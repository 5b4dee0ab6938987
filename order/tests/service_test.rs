//! State-machine tests for the order service, run against in-memory
//! collaborators.

use astradock_order::consumer::AssembledHandler;
use astradock_order::error::OrderError;
use astradock_order::model::{CreateOrder, Order, OrderStatus, PaymentMethod, PartSummary};
use astradock_order::repository::{NewOrder, OrderUpdate};
use astradock_order::service::{
    InventoryClient, OrderRepository, OrderService, PaidOrderPublisher, PartsFilter, PaymentClient,
};
use astradock_platform::bus::{Message, MessageHandler};
use astradock_platform::events::{AssembledShipEvent, PaidOrderEvent};
use async_trait::async_trait;
use std::collections::HashMap;
use std::sync::atomic::{AtomicUsize, Ordering};
use std::sync::{Arc, Mutex};
use std::time::Duration;
use uuid::Uuid;

/// Repository with the same sparse-update and optimistic-guard
/// semantics as the Postgres implementation.
#[derive(Default)]
struct InMemoryRepo {
    orders: Mutex<HashMap<Uuid, Order>>,
}

impl InMemoryRepo {
    fn get(&self, id: Uuid) -> Option<Order> {
        self.orders.lock().unwrap().get(&id).cloned()
    }
}

#[async_trait]
impl OrderRepository for InMemoryRepo {
    async fn create(&self, order: &NewOrder) -> Result<Uuid, OrderError> {
        let id = Uuid::new_v4();
        self.orders.lock().unwrap().insert(
            id,
            Order {
                id,
                user_id: order.user_id,
                part_ids: order.part_ids.clone(),
                total_price: order.total_price,
                transaction_id: None,
                payment_method: None,
                status: order.status,
            },
        );
        Ok(id)
    }

    async fn order_by_id(&self, id: Uuid) -> Result<Order, OrderError> {
        self.get(id).ok_or(OrderError::OrderNotFound)
    }

    async fn update(&self, id: Uuid, update: &OrderUpdate) -> Result<(), OrderError> {
        let mut orders = self.orders.lock().unwrap();
        let order = orders.get_mut(&id).ok_or(OrderError::OrderNotFound)?;

        if let Some(expected) = update.expected_status {
            if order.status != expected {
                return Err(OrderError::OrderConflict);
            }
        }
        if let Some(part_ids) = &update.part_ids {
            order.part_ids = part_ids.clone();
        }
        if let Some(total_price) = update.total_price {
            order.total_price = total_price;
        }
        if let Some(transaction_id) = update.transaction_id {
            order.transaction_id = Some(transaction_id);
        }
        if let Some(payment_method) = update.payment_method {
            order.payment_method = Some(payment_method);
        }
        if let Some(status) = update.status {
            order.status = status;
        }
        Ok(())
    }
}

struct StubInventory {
    parts: Vec<PartSummary>,
    fail_transport: bool,
}

#[async_trait]
impl InventoryClient for StubInventory {
    async fn list_parts(&self, filter: &PartsFilter) -> Result<Vec<PartSummary>, OrderError> {
        if self.fail_transport {
            return Err(OrderError::BadGateway("inventory unreachable".into()));
        }
        Ok(self
            .parts
            .iter()
            .filter(|p| filter.ids.contains(&p.id))
            .cloned()
            .collect())
    }
}

struct StubPayment {
    transaction: String,
    calls: AtomicUsize,
}

impl StubPayment {
    fn returning(transaction: impl Into<String>) -> Self {
        Self {
            transaction: transaction.into(),
            calls: AtomicUsize::new(0),
        }
    }
}

#[async_trait]
impl PaymentClient for StubPayment {
    async fn pay_order(
        &self,
        _order_id: Uuid,
        _user_id: Uuid,
        _method: PaymentMethod,
    ) -> Result<String, OrderError> {
        self.calls.fetch_add(1, Ordering::SeqCst);
        Ok(self.transaction.clone())
    }
}

#[derive(Default)]
struct CapturingPublisher {
    events: Mutex<Vec<PaidOrderEvent>>,
}

#[async_trait]
impl PaidOrderPublisher for CapturingPublisher {
    async fn publish(&self, event: PaidOrderEvent) -> anyhow::Result<()> {
        self.events.lock().unwrap().push(event);
        Ok(())
    }
}

struct Fixture {
    repo: Arc<InMemoryRepo>,
    payment: Arc<StubPayment>,
    publisher: Arc<CapturingPublisher>,
    service: Arc<OrderService>,
    part: PartSummary,
}

fn fixture_with_parts(parts: Vec<PartSummary>) -> Fixture {
    let part = parts.first().cloned().unwrap_or(PartSummary {
        id: Uuid::new_v4(),
        price_cents: 0,
        stock_quantity: 0,
    });
    let repo = Arc::new(InMemoryRepo::default());
    let payment = Arc::new(StubPayment::returning(Uuid::new_v4().to_string()));
    let publisher = Arc::new(CapturingPublisher::default());
    let service = Arc::new(OrderService::new(
        Arc::clone(&repo) as Arc<dyn OrderRepository>,
        Arc::new(StubInventory {
            parts,
            fail_transport: false,
        }),
        Arc::clone(&payment) as Arc<dyn PaymentClient>,
        Arc::clone(&publisher) as Arc<dyn PaidOrderPublisher>,
        Duration::from_secs(1),
        Duration::from_secs(1),
    ));
    Fixture {
        repo,
        payment,
        publisher,
        service,
        part,
    }
}

fn fixture() -> Fixture {
    fixture_with_parts(vec![PartSummary {
        id: Uuid::new_v4(),
        price_cents: 5000,
        stock_quantity: 2,
    }])
}

async fn create_pending(fx: &Fixture) -> Uuid {
    fx.service
        .create(CreateOrder {
            user_id: Uuid::new_v4(),
            part_ids: vec![fx.part.id],
        })
        .await
        .unwrap()
        .id
}

async fn wait_for_published(publisher: &CapturingPublisher) -> PaidOrderEvent {
    for _ in 0..100 {
        if let Some(event) = publisher.events.lock().unwrap().first().cloned() {
            return event;
        }
        tokio::time::sleep(Duration::from_millis(2)).await;
    }
    panic!("paid-order event was never published");
}

#[tokio::test]
async fn create_prices_the_order_and_starts_pending() {
    let fx = fixture();

    let result = fx
        .service
        .create(CreateOrder {
            user_id: Uuid::new_v4(),
            part_ids: vec![fx.part.id],
        })
        .await
        .unwrap();

    assert_eq!(result.total_price, 5000);
    let stored = fx.repo.get(result.id).unwrap();
    assert_eq!(stored.status, OrderStatus::PendingPayment);
    assert_eq!(stored.transaction_id, None);
}

#[tokio::test]
async fn create_rejects_nil_user_and_empty_parts() {
    let fx = fixture();

    let err = fx
        .service
        .create(CreateOrder {
            user_id: Uuid::nil(),
            part_ids: vec![fx.part.id],
        })
        .await
        .unwrap_err();
    assert!(matches!(err, OrderError::Validation(_)));

    let err = fx
        .service
        .create(CreateOrder {
            user_id: Uuid::new_v4(),
            part_ids: vec![],
        })
        .await
        .unwrap_err();
    assert!(matches!(err, OrderError::Validation(_)));
}

#[tokio::test]
async fn create_with_unknown_part_is_part_not_found() {
    let fx = fixture();

    let err = fx
        .service
        .create(CreateOrder {
            user_id: Uuid::new_v4(),
            part_ids: vec![fx.part.id, Uuid::new_v4()],
        })
        .await
        .unwrap_err();

    assert!(matches!(err, OrderError::PartNotFound));
    assert!(fx.repo.orders.lock().unwrap().is_empty());
}

#[tokio::test]
async fn create_with_exhausted_part_lists_the_offender() {
    let dead_part = PartSummary {
        id: Uuid::new_v4(),
        price_cents: 700,
        stock_quantity: 0,
    };
    let fx = fixture_with_parts(vec![dead_part.clone()]);

    let err = fx
        .service
        .create(CreateOrder {
            user_id: Uuid::new_v4(),
            part_ids: vec![dead_part.id],
        })
        .await
        .unwrap_err();

    match err {
        OrderError::PartsOutOfStock(ids) => assert_eq!(ids, vec![dead_part.id]),
        other => panic!("unexpected error: {other}"),
    }
    assert!(fx.repo.orders.lock().unwrap().is_empty());
}

#[tokio::test]
async fn create_propagates_catalog_transport_failure() {
    let repo = Arc::new(InMemoryRepo::default());
    let service = OrderService::new(
        repo,
        Arc::new(StubInventory {
            parts: vec![],
            fail_transport: true,
        }),
        Arc::new(StubPayment::returning("ignored")),
        Arc::new(CapturingPublisher::default()),
        Duration::from_secs(1),
        Duration::from_secs(1),
    );

    let err = service
        .create(CreateOrder {
            user_id: Uuid::new_v4(),
            part_ids: vec![Uuid::new_v4()],
        })
        .await
        .unwrap_err();

    assert!(matches!(err, OrderError::BadGateway(_)));
}

#[tokio::test]
async fn pay_moves_to_paid_with_metadata_and_emits() {
    let fx = fixture();
    let order_id = create_pending(&fx).await;

    let transaction = fx
        .service
        .pay(order_id, PaymentMethod::Card)
        .await
        .unwrap();

    let stored = fx.repo.get(order_id).unwrap();
    assert_eq!(stored.status, OrderStatus::Paid);
    assert_eq!(stored.transaction_id, Some(transaction));
    assert_eq!(stored.payment_method, Some(PaymentMethod::Card));

    let event = wait_for_published(&fx.publisher).await;
    assert_eq!(event.order_id, order_id);
    assert_eq!(event.transaction_id, transaction);
    assert_eq!(event.payment_method, "CARD");
}

#[tokio::test]
async fn double_pay_conflicts_without_a_second_authorization() {
    let fx = fixture();
    let order_id = create_pending(&fx).await;

    fx.service.pay(order_id, PaymentMethod::Card).await.unwrap();
    let err = fx
        .service
        .pay(order_id, PaymentMethod::Card)
        .await
        .unwrap_err();

    assert!(matches!(err, OrderError::OrderConflict));
    assert_eq!(fx.payment.calls.load(Ordering::SeqCst), 1);
}

#[tokio::test]
async fn pay_with_malformed_transaction_id_is_a_hard_error() {
    let part = PartSummary {
        id: Uuid::new_v4(),
        price_cents: 100,
        stock_quantity: 1,
    };
    let repo = Arc::new(InMemoryRepo::default());
    let service = OrderService::new(
        Arc::clone(&repo) as Arc<dyn OrderRepository>,
        Arc::new(StubInventory {
            parts: vec![part.clone()],
            fail_transport: false,
        }),
        Arc::new(StubPayment::returning("definitely-not-a-uuid")),
        Arc::new(CapturingPublisher::default()),
        Duration::from_secs(1),
        Duration::from_secs(1),
    );

    let order_id = service
        .create(CreateOrder {
            user_id: Uuid::new_v4(),
            part_ids: vec![part.id],
        })
        .await
        .unwrap()
        .id;

    let err = service.pay(order_id, PaymentMethod::Card).await.unwrap_err();
    assert!(matches!(err, OrderError::Internal(_)));
    // Not a gateway failure, and the order is left untouched.
    assert_eq!(repo.get(order_id).unwrap().status, OrderStatus::PendingPayment);
}

#[tokio::test]
async fn cancel_then_pay_conflicts_and_stays_cancelled() {
    let fx = fixture();
    let order_id = create_pending(&fx).await;

    fx.service.cancel(order_id).await.unwrap();
    let err = fx
        .service
        .pay(order_id, PaymentMethod::Card)
        .await
        .unwrap_err();

    assert!(matches!(err, OrderError::OrderConflict));
    assert_eq!(fx.repo.get(order_id).unwrap().status, OrderStatus::Cancelled);
    assert_eq!(fx.payment.calls.load(Ordering::SeqCst), 0);
}

#[tokio::test]
async fn cancel_after_pay_conflicts() {
    let fx = fixture();
    let order_id = create_pending(&fx).await;

    fx.service.pay(order_id, PaymentMethod::Sbp).await.unwrap();
    let err = fx.service.cancel(order_id).await.unwrap_err();

    assert!(matches!(err, OrderError::OrderConflict));
    assert_eq!(fx.repo.get(order_id).unwrap().status, OrderStatus::Paid);
}

#[tokio::test]
async fn complete_is_idempotent_and_strict_elsewhere() {
    let fx = fixture();
    let order_id = create_pending(&fx).await;

    // Not yet paid: strict conflict.
    assert!(matches!(
        fx.service.complete(order_id).await.unwrap_err(),
        OrderError::OrderConflict
    ));

    fx.service.pay(order_id, PaymentMethod::Card).await.unwrap();
    fx.service.complete(order_id).await.unwrap();
    assert_eq!(fx.repo.get(order_id).unwrap().status, OrderStatus::Completed);

    // Second completion is a no-op success, and terminal stays terminal.
    fx.service.complete(order_id).await.unwrap();
    let stored = fx.repo.get(order_id).unwrap();
    assert_eq!(stored.status, OrderStatus::Completed);
    assert!(stored.transaction_id.is_some());
    assert!(stored.payment_method.is_some());
}

#[tokio::test]
async fn missing_order_maps_to_not_found() {
    let fx = fixture();
    assert!(matches!(
        fx.service.order_by_id(Uuid::new_v4()).await.unwrap_err(),
        OrderError::OrderNotFound
    ));
}

fn assembled_message(event: &AssembledShipEvent) -> Message {
    Message {
        key: event.order_id.as_bytes().to_vec(),
        value: event.encode().unwrap(),
        topic: "order.assembled".into(),
        partition: 0,
        offset: 1,
        timestamp: None,
        headers: HashMap::new(),
    }
}

#[tokio::test]
async fn assembled_consumer_completes_paid_orders() {
    let fx = fixture();
    let order_id = create_pending(&fx).await;
    fx.service.pay(order_id, PaymentMethod::Card).await.unwrap();

    let handler = AssembledHandler::new(Arc::clone(&fx.service));
    let event = AssembledShipEvent {
        event_id: Uuid::new_v4(),
        order_id,
        user_id: Uuid::new_v4(),
        build_duration_secs: 10,
    };

    handler.handle(&assembled_message(&event)).await.unwrap();
    assert_eq!(fx.repo.get(order_id).unwrap().status, OrderStatus::Completed);

    // Redelivery of the same event must succeed so the offset advances.
    handler.handle(&assembled_message(&event)).await.unwrap();
}

#[tokio::test]
async fn assembled_consumer_swallows_terminal_conflicts() {
    let fx = fixture();
    let order_id = create_pending(&fx).await;
    fx.service.cancel(order_id).await.unwrap();

    let handler = AssembledHandler::new(Arc::clone(&fx.service));
    let event = AssembledShipEvent {
        event_id: Uuid::new_v4(),
        order_id,
        user_id: Uuid::new_v4(),
        build_duration_secs: 10,
    };

    // Cancelled order: conflict from the service, success at the seam.
    handler.handle(&assembled_message(&event)).await.unwrap();
    assert_eq!(fx.repo.get(order_id).unwrap().status, OrderStatus::Cancelled);
}

#[tokio::test]
async fn assembled_consumer_rejects_malformed_payloads() {
    let fx = fixture();
    let handler = AssembledHandler::new(Arc::clone(&fx.service));

    let msg = Message {
        key: vec![],
        value: vec![0xde, 0xad],
        topic: "order.assembled".into(),
        partition: 0,
        offset: 7,
        timestamp: None,
        headers: HashMap::new(),
    };

    assert!(handler.handle(&msg).await.is_err());
}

» What is expected:
In the entries above, count each line containing the word "PendingPayment" and reply with only the count.

» Answer area:
2